__TASK TO COMPLETE__: Would you retype the records below exactly as they appear?

━━━━━━━━━━━━━━━━

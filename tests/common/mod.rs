//! Writes small stripped TIFF files for the integration tests

use byteorder::{BigEndian, ByteOrder, LittleEndian, WriteBytesExt};
use std::fs::File;
use std::io::Write;
use std::path::{Path, PathBuf};

/// Sample type of a test file
#[derive(Clone, Copy, PartialEq)]
pub enum Samples {
    U16,
    F32,
}

/// Description of a test raster
#[derive(Clone)]
pub struct TestRaster {
    pub pages: usize,
    pub height: u32,
    pub width: u32,
    pub samples: u16,
    pub sample_type: Samples,
    pub big_endian: bool,
    pub compression: u16,
    pub description: Option<String>,
}

impl TestRaster {
    pub fn new(pages: usize, height: u32, width: u32, samples: u16) -> Self {
        TestRaster {
            pages,
            height,
            width,
            samples,
            sample_type: Samples::U16,
            big_endian: false,
            compression: 1,
            description: None,
        }
    }

    pub fn len(&self) -> usize {
        self.pages * (self.height * self.width) as usize * self.samples as usize
    }

    /// Write the raster with `values` (C order) to `dir/name`
    pub fn write(&self, dir: &Path, name: &str, values: &[f64]) -> PathBuf {
        assert_eq!(values.len(), self.len());
        let bytes = if self.big_endian {
            self.encode::<BigEndian>(values)
        } else {
            self.encode::<LittleEndian>(values)
        };

        let path = dir.join(name);
        File::create(&path).unwrap().write_all(&bytes).unwrap();
        path
    }

    fn encode<B: ByteOrder>(&self, values: &[f64]) -> Vec<u8> {
        let (bits, format, itemsize) = match self.sample_type {
            Samples::U16 => (16u32, 1u32, 2u32),
            Samples::F32 => (32, 3, 4),
        };
        let page_bytes = self.height * self.width * self.samples as u32 * itemsize;

        let mut buffer = Vec::new();
        buffer.extend_from_slice(if self.big_endian { b"MM" } else { b"II" });
        buffer.write_u16::<B>(42).unwrap();
        buffer.write_u32::<B>(0).unwrap();

        for &v in values {
            match self.sample_type {
                Samples::U16 => buffer.write_u16::<B>(v as u16).unwrap(),
                Samples::F32 => buffer.write_f32::<B>(v as f32).unwrap(),
            }
        }

        let description = self.description.as_ref().map(|d| {
            let offset = buffer.len() as u32;
            buffer.extend_from_slice(d.as_bytes());
            buffer.push(0);
            (offset, d.len() as u32 + 1)
        });
        if buffer.len() % 2 == 1 {
            buffer.push(0);
        }

        let first_ifd = buffer.len() as u32;
        B::write_u32(&mut buffer[4..8], first_ifd);

        for page in 0..self.pages {
            // (tag, type, count, value)
            let mut entries: Vec<(u16, u16, u32, u32)> = vec![
                (256, 4, 1, self.width),
                (257, 4, 1, self.height),
                (258, 3, 1, bits),
                (259, 3, 1, self.compression as u32),
                (262, 3, 1, 1),
            ];
            if let (0, Some((offset, count))) = (page, description) {
                entries.push((270, 2, count, offset));
            }
            entries.extend([
                (273, 4, 1, 8 + page as u32 * page_bytes),
                (277, 3, 1, self.samples as u32),
                (278, 4, 1, self.height),
                (279, 4, 1, page_bytes),
                (339, 3, 1, format),
            ]);

            let next = buffer.len() as u32 + 2 + entries.len() as u32 * 12 + 4;
            buffer.write_u16::<B>(entries.len() as u16).unwrap();
            for (tag, field_type, count, value) in entries {
                buffer.write_u16::<B>(tag).unwrap();
                buffer.write_u16::<B>(field_type).unwrap();
                buffer.write_u32::<B>(count).unwrap();
                if field_type == 3 {
                    buffer.write_u16::<B>(value as u16).unwrap();
                    buffer.write_u16::<B>(0).unwrap();
                } else {
                    buffer.write_u32::<B>(value).unwrap();
                }
            }
            buffer.write_u32::<B>(if page + 1 < self.pages { next } else { 0 }).unwrap();
        }

        buffer
    }
}

/// `0, 1, 2, ...` for `n` elements
pub fn ramp(n: usize) -> Vec<f64> {
    (0..n).map(|v| v as f64).collect()
}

━━━━━━━━━━━━━━━━

__THE ANSWER__:
filename tests/common/mod.rs
//! Writes small stripped TIFF files for the integration tests

use byteorder::{BigEndian, ByteOrder, LittleEndian, WriteBytesExt};
use std::fs::File;
use std::io::Write;
use std::path::{Path, PathBuf};

/// Sample type of a test file
#[derive(Clone, Copy, PartialEq)]
pub enum Samples {
    U16,
    F32,
}

/// Description of a test raster
#[derive(Clone)]
pub struct TestRaster {
    pub pages: usize,
    pub height: u32,
    pub width: u32,
    pub samples: u16,
    pub sample_type: Samples,
    pub big_endian: bool,
    pub compression: u16,
    pub description: Option<String>,
}

impl TestRaster {
    pub fn new(pages: usize, height: u32, width: u32, samples: u16) -> Self {
        TestRaster {
            pages,
            height,
            width,
            samples,
            sample_type: Samples::U16,
            big_endian: false,
            compression: 1,
            description: None,
        }
    }

    pub fn len(&self) -> usize {
        self.pages * (self.height * self.width) as usize * self.samples as usize
    }

    /// Write the raster with `values` (C order) to `dir/name`
    pub fn write(&self, dir: &Path, name: &str, values: &[f64]) -> PathBuf {
        assert_eq!(values.len(), self.len());
        let bytes = if self.big_endian {
            self.encode::<BigEndian>(values)
        } else {
            self.encode::<LittleEndian>(values)
        };

        let path = dir.join(name);
        File::create(&path).unwrap().write_all(&bytes).unwrap();
        path
    }

    fn encode<B: ByteOrder>(&self, values: &[f64]) -> Vec<u8> {
        let (bits, format, itemsize) = match self.sample_type {
            Samples::U16 => (16u32, 1u32, 2u32),
            Samples::F32 => (32, 3, 4),
        };
        let page_bytes = self.height * self.width * self.samples as u32 * itemsize;

        let mut buffer = Vec::new();
        buffer.extend_from_slice(if self.big_endian { b"MM" } else { b"II" });
        buffer.write_u16::<B>(42).unwrap();
        buffer.write_u32::<B>(0).unwrap();

        for &v in values {
            match self.sample_type {
                Samples::U16 => buffer.write_u16::<B>(v as u16).unwrap(),
                Samples::F32 => buffer.write_f32::<B>(v as f32).unwrap(),
            }
        }

        let description = self.description.as_ref().map(|d| {
            let offset = buffer.len() as u32;
            buffer.extend_from_slice(d.as_bytes());
            buffer.push(0);
            (offset, d.len() as u32 + 1)
        });
        if buffer.len() % 2 == 1 {
            buffer.push(0);
        }

        let first_ifd = buffer.len() as u32;
        B::write_u32(&mut buffer[4..8], first_ifd);

        for page in 0..self.pages {
            // (tag, type, count, value)
            let mut entries: Vec<(u16, u16, u32, u32)> = vec![
                (256, 4, 1, self.width),
                (257, 4, 1, self.height),
                (258, 3, 1, bits),
                (259, 3, 1, self.compression as u32),
                (262, 3, 1, 1),
            ];
            if let (0, Some((offset, count))) = (page, description) {
                entries.push((270, 2, count, offset));
            }
            entries.extend([
                (273, 4, 1, 8 + page as u32 * page_bytes),
                (277, 3, 1, self.samples as u32),
                (278, 4, 1, self.height),
                (279, 4, 1, page_bytes),
                (339, 3, 1, format),
            ]);

            let next = buffer.len() as u32 + 2 + entries.len() as u32 * 12 + 4;
            buffer.write_u16::<B>(entries.len() as u16).unwrap();
            for (tag, field_type, count, value) in entries {
                buffer.write_u16::<B>(tag).unwrap();
                buffer.write_u16::<B>(field_type).unwrap();
                buffer.write_u32::<B>(count).unwrap();
                if field_type == 3 {
                    buffer.write_u16::<B>(value as u16).unwrap();
                    buffer.write_u16::<B>(0).unwrap();
                } else {
                    buffer.write_u32::<B>(value).unwrap();
                }
            }
            buffer.write_u32::<B>(if page + 1 < self.pages { next } else { 0 }).unwrap();
        }

        buffer
    }
}

/// `0, 1, 2, ...` for `n` elements
pub fn ramp(n: usize) -> Vec<f64> {
    (0..n).map(|v| v as f64).collect()
}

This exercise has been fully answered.